Making Amazon Alexa smarter with Microsoft Cognitive Services

Recently those of us who work at Mando were lucky enough to receive an Amazon Echo Dot for us to start to play with and to see if we could innovate with them in any interesting ways and as I have been doing a lot of work recently with the Microsoft Bot Framework and the Microsoft Cognitive Services, this was something I was keen to do.  The Echo Dot, hardware that sits on top of the Alexa service is a very nice piece of kit for sure, but I quickly found some limitations once I started extending it with some skills of my own.  In this post I will talk about my experience so far and how you might be able to use Microsoft services to make up for some of the current Alexa shortcomings.

Firstly, for those of you who don’t know what the Amazon Echo devices are, they are essentially Amazon’s take on a digital personal assistant for use around your home. The devices are always listening (unless you disable this feature) for you to say “Alexa”, after which you can ask it to do one of any number of tasks – from playing music from Spotify or Amazon Music through to controlling your heating within your home (think Siri / Cortana for your house!). Out of the box the devices come with a number of ‘skills’ built in or configurable within the associated app for Android / iOS. After configuring the device I tested playing music by saying “Alexa, play some popular music” and this works very well, even when citing a specific artist.  I also tried some other skills such as getting a summary of the latest news and asking the device about the current weather in a specific location.  It has to be said that I when using the out of the box skills that are available I was very impressed at Alexa’s hit rate in terms of understanding what I wanted to do, although from speaking with some of my colleagues, their experiences varied.

I then quickly moved on to exploring how the Echo can be extended by implementing new skills which you can, if you wish, make available within the store for others to use.  In essence a new skill is made up of two key parts;

  1. An Alexa interaction model which describes how users talk to the Alexa service and the commands they can use
  2. The code behind the skill, written using Node.js

Anatomy of a skill

The intention of this post is not to tell you all the ins and outs of creating skills for Alexa, but it will help to show you to basic components.  If you are already familiar with building Alexa skills then you can skip past this to the “What’s the problem?” section Smile

A basic interaction model

An interaction model is defined using 3 constituent parts.

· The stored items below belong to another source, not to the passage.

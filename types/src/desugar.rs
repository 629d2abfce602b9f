//! Removing sugar.
//!
//! Sugar nodes remember how a type was written (typedef names, parentheses,
//! attributes, `typeof`, substituted template parameters). Each sugar node
//! stands for exactly one other type; desugaring follows those links.
//!
//! Qualifiers may sit on any layer. Every operation here keeps the union of
//! the qualifiers it passes through, so desugaring never changes what a type
//! means, only how much of its spelling is kept.

use crate::core::{CheckedArrayKind, QualType, Ty, TyKind};
use crate::qualifiers::{QualifierCollector, Qualifiers};

impl<'tcx> TyKind<'tcx> {
    /// The type a sugar shape stands for, when it is stored in the node.
    ///
    /// Shapes that are sugar only when non-dependent report `None` in their
    /// dependent form.
    pub(crate) fn sugared_inner(&self) -> Option<QualType<'tcx>> {
        match *self {
            TyKind::Paren(inner) | TyKind::TypeOf(inner) => Some(inner),
            TyKind::Typedef { underlying, .. } => Some(underlying),
            TyKind::Adjusted { adjusted, .. } => Some(adjusted),
            TyKind::Decayed { decayed, .. } => Some(decayed),
            TyKind::Elaborated { named, .. } => Some(named),
            TyKind::Attributed { equivalent, .. } => Some(equivalent),
            TyKind::SubstTemplateTypeParm { replacement, .. } => Some(replacement),
            TyKind::TypeOfExpr { expr, underlying } if !expr.is_type_dependent() => Some(underlying),
            TyKind::Decltype { expr, underlying } if !expr.is_instantiation_dependent() => {
                Some(underlying)
            }
            TyKind::UnaryTransform { base, underlying, .. } if !base.is_dependent() => Some(underlying),
            TyKind::TemplateSpecialization { underlying: Some(underlying), .. } => Some(underlying),
            TyKind::Auto { deduced: Some(deduced), .. }
            | TyKind::DeducedTemplateSpecialization { deduced: Some(deduced), .. } => Some(deduced),
            _ => None,
        }
    }
}

impl<'tcx> Ty<'tcx> {
    /// One desugaring step of this node alone, or `None` if it is not sugar.
    ///
    /// Class template specializations, deduced placeholders and generic
    /// parameter uses step straight to their canonical form.
    pub fn locally_desugar(self) -> Option<QualType<'tcx>> {
        match *self.kind() {
            TyKind::ObjCTypeParam { .. }
            | TyKind::TemplateSpecialization { underlying: Some(_), alias: false, .. }
            | TyKind::Auto { deduced: Some(_), .. }
            | TyKind::DeducedTemplateSpecialization { deduced: Some(_), .. } => {
                Some(self.canonical_type())
            }
            ref kind => kind.sugared_inner(),
        }
    }

    pub fn is_sugared(self) -> bool {
        self.locally_desugar().is_some()
    }

    /// One step of desugaring, ignoring qualifiers on this node.
    pub fn single_step_desugared(self) -> QualType<'tcx> {
        self.locally_desugar().unwrap_or(QualType::unqualified(self))
    }

    /// Strips all sugar, dropping every qualifier met on the way.
    pub fn unqualified_desugared(self) -> Ty<'tcx> {
        let mut cur = self;
        while let Some(next) = cur.locally_desugar() {
            cur = next.ty;
        }
        cur
    }

    /// The kind of the first non-sugar node below this one.
    pub fn desugared_kind(self) -> &'tcx TyKind<'tcx> {
        self.unqualified_desugared().kind()
    }

    /// The nearest node matching `pred`, looking through sugar only.
    pub fn find_sugar(self, pred: impl Fn(&TyKind<'tcx>) -> bool) -> Option<Ty<'tcx>> {
        let mut cur = self;
        loop {
            if pred(cur.kind()) {
                return Some(cur);
            }
            cur = cur.locally_desugar()?.ty;
        }
    }

    pub fn as_typedef(self) -> Option<Ty<'tcx>> {
        self.find_sugar(|k| matches!(k, TyKind::Typedef { .. }))
    }

    pub fn as_attributed(self) -> Option<Ty<'tcx>> {
        self.find_sugar(|k| matches!(k, TyKind::Attributed { .. }))
    }

    pub fn as_template_specialization(self) -> Option<Ty<'tcx>> {
        self.find_sugar(|k| matches!(k, TyKind::TemplateSpecialization { .. }))
    }

    /// The element type of an array, through any number of array layers.
    pub fn base_element_type_unsafe(self) -> Ty<'tcx> {
        let mut cur = self;
        while cur.canonical_ty().kind().is_array() {
            match cur.desugared_kind().array_element() {
                Some(element) => cur = element.ty,
                None => break,
            }
        }
        cur
    }

    /// The element node of an array type, keeping the element's sugar.
    pub fn array_element_type_no_type_qual(self) -> Option<Ty<'tcx>> {
        if let Some(element) = self.kind().array_element() {
            return Some(element.ty);
        }
        if !self.canonical_ty().kind().is_array() {
            return None;
        }
        self.desugared_kind().array_element().map(|element| element.ty)
    }

    /// What a pointer-like type points to: pointers, block pointers, object
    /// pointers, references and member pointers.
    pub fn pointee_type(self) -> Option<QualType<'tcx>> {
        match *self.desugared_kind() {
            TyKind::Pointer { pointee, .. }
            | TyKind::BlockPointer(pointee)
            | TyKind::ObjCObjectPointer(pointee)
            | TyKind::LValueReference(pointee)
            | TyKind::RValueReference(pointee)
            | TyKind::MemberPointer { pointee, .. } => Some(pointee),
            _ => None,
        }
    }
}

impl<'tcx> QualType<'tcx> {
    /// One step of desugaring; the qualifiers at this level are kept.
    pub fn single_step_desugared(self) -> QualType<'tcx> {
        match self.ty.locally_desugar() {
            Some(next) => next.with_quals(self.quals),
            None => self,
        }
    }

    /// Strips all sugar, collecting every qualifier on the way.
    pub fn split_desugared(self) -> (Ty<'tcx>, Qualifiers) {
        let mut quals = QualifierCollector::new(self.quals);
        let mut cur = self.ty;
        while let Some(next) = cur.locally_desugar() {
            cur = quals.strip(next);
        }
        (cur, quals.qualifiers())
    }

    pub fn desugared(self) -> QualType<'tcx> {
        let (ty, quals) = self.split_desugared();
        QualType::new(ty, quals)
    }

    /// Like [`QualType::split_desugared`], but keeps as much sugar as
    /// possible: the node returned is the one just below the deepest layer
    /// that carried qualifiers.
    pub fn split_unqualified(self) -> (Ty<'tcx>, Qualifiers) {
        let mut quals = QualifierCollector::new(self.quals);
        let mut last_with_quals = self.ty;
        let mut cur = self.ty;
        while let Some(next) = cur.locally_desugar() {
            cur = next.ty;
            if next.has_local_qualifiers() {
                last_with_quals = quals.strip(next);
            }
        }
        (last_with_quals, quals.qualifiers())
    }

    /// The type with every qualifier removed, including ones inside sugar.
    pub fn unqualified_type(self) -> QualType<'tcx> {
        if !self.ty.canonical_type().has_local_qualifiers() {
            return QualType::unqualified(self.ty);
        }
        QualType::unqualified(self.split_unqualified().0)
    }

    /// Removes any number of parentheses, keeping their qualifiers.
    pub fn ignore_parens(self) -> QualType<'tcx> {
        let mut cur = self;
        while let TyKind::Paren(inner) = *cur.kind() {
            cur = inner.with_quals(cur.quals);
        }
        cur
    }

    /// If this is an array, its element with the array's qualifiers pushed
    /// down onto it, and the array's checked flavor.
    pub fn array_element_with_quals(self) -> Option<(QualType<'tcx>, CheckedArrayKind)> {
        if !self.ty.canonical_ty().kind().is_array() {
            return None;
        }
        let (ty, quals) = self.split_desugared();
        let checked = match *ty.kind() {
            TyKind::ConstantArray { checked, .. } | TyKind::IncompleteArray { checked, .. } => checked,
            _ => CheckedArrayKind::Unchecked,
        };
        let element = ty.kind().array_element()?;
        Some((element.with_quals(quals), checked))
    }

    /// The innermost element of nested arrays, with the qualifiers of every
    /// array layer applied.
    pub fn base_element_type(self) -> QualType<'tcx> {
        let mut quals = QualifierCollector::default();
        let mut cur = self;
        loop {
            let (ty, split_quals) = cur.split_desugared();
            let Some(element) = ty.kind().array_element() else {
                break;
            };
            quals.add(split_quals);
            cur = element;
        }
        quals.apply(cur)
    }
}

#[cfg(test)]
mod tests {
    use crate::core::{AttrKind, QualType, TyKind};
    use crate::qualifiers::Qualifiers;
    use crate::test_utils::with_tcx;
    use crate::ty;
    use pretty_assertions::assert_eq;

    #[test]
    fn test_single_step_peels_one_layer() {
        with_tcx(|tcx, decls| {
            let td = decls.add_typedef("T", tcx.int().with_const());
            let paren = tcx.mk_paren(tcx.mk_typedef(td));

            let step1 = paren.single_step_desugared();
            assert_eq!(step1, tcx.mk_typedef(td));
            let step2 = step1.single_step_desugared();
            assert_eq!(step2, tcx.int().with_const());
            assert_eq!(step2.single_step_desugared(), step2);
        });
    }

    #[test]
    fn test_desugar_collects_qualifiers() {
        with_tcx(|tcx, decls| {
            let inner = decls.add_typedef("CI", tcx.int().with_const());
            let outer = decls.add_typedef("VCI", tcx.mk_typedef(inner).with_volatile());
            let (ty, quals) = tcx.mk_typedef(outer).split_desugared();
            assert_eq!(ty, tcx.int().ty);
            assert_eq!(quals, Qualifiers::EMPTY.with_const().with_volatile());
        });
    }

    #[test]
    fn test_desugar_is_idempotent() {
        with_tcx(|tcx, decls| {
            let td = decls.add_typedef("P", ty!(tcx, Ptr[Int]));
            let samples = [
                tcx.mk_typedef(td).with_const(),
                tcx.mk_paren(tcx.mk_paren(tcx.double())),
                tcx.mk_attributed_same(AttrKind::TypeNonNull, ty!(tcx, Ptr[Char])),
                ty!(tcx, Array[Int; 2]),
            ];
            for qt in samples {
                let once = qt.desugared();
                assert_eq!(once.desugared(), once, "{qt:?}");
                assert!(!once.ty.is_sugared());
            }
        });
    }

    #[test]
    fn test_split_unqualified_keeps_sugar_above_qualifiers() {
        with_tcx(|tcx, decls| {
            let plain = decls.add_typedef("I", tcx.int());
            let named = tcx.mk_typedef(plain);
            let const_named = decls.add_typedef("CI", named.with_const());
            let (ty, quals) = tcx.mk_typedef(const_named).split_unqualified();
            assert_eq!(ty, named.ty);
            assert_eq!(quals, Qualifiers::EMPTY.with_const());

            assert_eq!(tcx.mk_typedef(const_named).unqualified_type(), named);
        });
    }

    #[test]
    fn test_ignore_parens_keeps_qualifiers() {
        with_tcx(|tcx, _| {
            let t = tcx.mk_paren(tcx.mk_paren(tcx.int()).with_const()).with_volatile();
            assert_eq!(t.ignore_parens(), tcx.int().with_const().with_volatile());
        });
    }

    #[test]
    fn test_sugar_search_stops_at_structure() {
        with_tcx(|tcx, decls| {
            let td = decls.add_typedef("T", tcx.int());
            let attributed = tcx.mk_attributed_same(AttrKind::NoReturn, tcx.mk_typedef(td));
            assert_eq!(attributed.ty.as_typedef(), Some(tcx.mk_typedef(td).ty));
            assert_eq!(attributed.ty.as_attributed(), Some(attributed.ty));

            let ptr = tcx.mk_pointer(tcx.mk_typedef(td));
            assert_eq!(ptr.ty.as_typedef(), None);
        });
    }

    #[test]
    fn test_base_element_type_applies_every_layer() {
        with_tcx(|tcx, decls| {
            let row = decls.add_typedef("Row", ty!(tcx, Array[Volatile[Short]; 4]));
            let grid = tcx.mk_constant_array(tcx.mk_typedef(row), 3).with_const();
            let base = grid.base_element_type();
            assert_eq!(base, tcx.short().with_const().with_volatile());
            assert_eq!(grid.ty.base_element_type_unsafe(), tcx.short().ty);
        });
    }

    #[test]
    fn test_array_element_no_type_qual_keeps_sugar() {
        with_tcx(|tcx, decls| {
            let elem = decls.add_typedef("E", tcx.long());
            let arr = decls.add_typedef("A", tcx.mk_incomplete_array(tcx.mk_typedef(elem).with_const()));
            let a = tcx.mk_typedef(arr);
            assert_eq!(a.ty.array_element_type_no_type_qual(), Some(tcx.mk_typedef(elem).ty));
            assert_eq!(tcx.int().ty.array_element_type_no_type_qual(), None);
        });
    }

    #[test]
    fn test_pointee_through_typedef() {
        with_tcx(|tcx, decls| {
            let td = decls.add_typedef("IP", ty!(tcx, Ptr[Const[Int]]));
            assert_eq!(tcx.mk_typedef(td).ty.pointee_type(), Some(tcx.int().with_const()));
            assert_eq!(tcx.int().ty.pointee_type(), None);
            let r = tcx.mk_lvalue_reference(tcx.float());
            assert_eq!(r.ty.pointee_type(), Some(tcx.float()));
        });
    }

    #[test]
    fn test_dependent_shapes_are_not_sugar() {
        with_tcx(|tcx, _| {
            let dependent_expr = crate::core::ExprRef::new(7).with_deps(crate::core::ExprDeps::dependent());
            let t = tcx.mk_typeof_expr(dependent_expr, tcx.dependent_ty());
            assert!(!t.ty.is_sugared());
            assert!(t.is_canonical());
            assert!(t.is_dependent());

            let known = tcx.mk_typeof_expr(crate::core::ExprRef::new(8), tcx.int());
            assert!(known.ty.is_sugared());
            assert_eq!(known.canonical(), tcx.int());
            assert_eq!(QualType::unqualified(known.ty).single_step_desugared(), tcx.int());
            assert!(matches!(known.kind(), TyKind::TypeOfExpr { .. }));
        });
    }
}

The first is the intent schema.  This, as shown below, defines what the various tasks are that the user might want to achieve using your skill.  In this example we have a single intent, the task of finding the time at a given location.  To go along with the intent we also define slots.  Slots are the bit of the phrase that will change depending on the request, so in this case, the name of the location where the user would like the current time for.

{
  “intents”: [
    {
      “intent”: “GetTimeInLocation”,
       “slots”: [
        {
          “name”: “location”,
          “type”: “location”
        }
      ]
    }
  ]
}  

The second part are your slot types.  Above we have specified a slot type of ‘location’ and we nee to give Alexa some example values of the sort of thing we are expecting the user to say. Therefore our custom slot would be defined as follows;

Slot name: location
Slot values : orlando | new york | london | manchester | san francisco

The final piece of the interaction model are sample utterances, which give Alexa example phrases the user might use to indicate a certain intent.  As you can see below I have defined 3 possible ways the user might ask for the time in Orlando and within each utterance is a placeholder for the location that the user would like to check.  The sample utterance starts with the intent name, in this case “GetTimeInLocation” and then is followed by the phrase the user might use.

GetTimeInLocation what the current time is in {location}
GetTimeInLocation what is the time right now in {location}
GetTimeInLocation in {location} what is the current time

The code behind a basic Alexa skill

The code below shows the core code for a simple Alexa skill which allows the user to ask what the time is in a given location right now.  When you speak to Alexa the service determines the user’s intent based on the model you have specified and in this example there is only a single intent “GetCurrentTimeInLocation”. Based on the simple interaction model I described above, if the user said, “Alexa, ask location time what the time is right now in Orlando”, Alexa would trigger the code below and pass the location Orlando in via the intent handler that we have specified.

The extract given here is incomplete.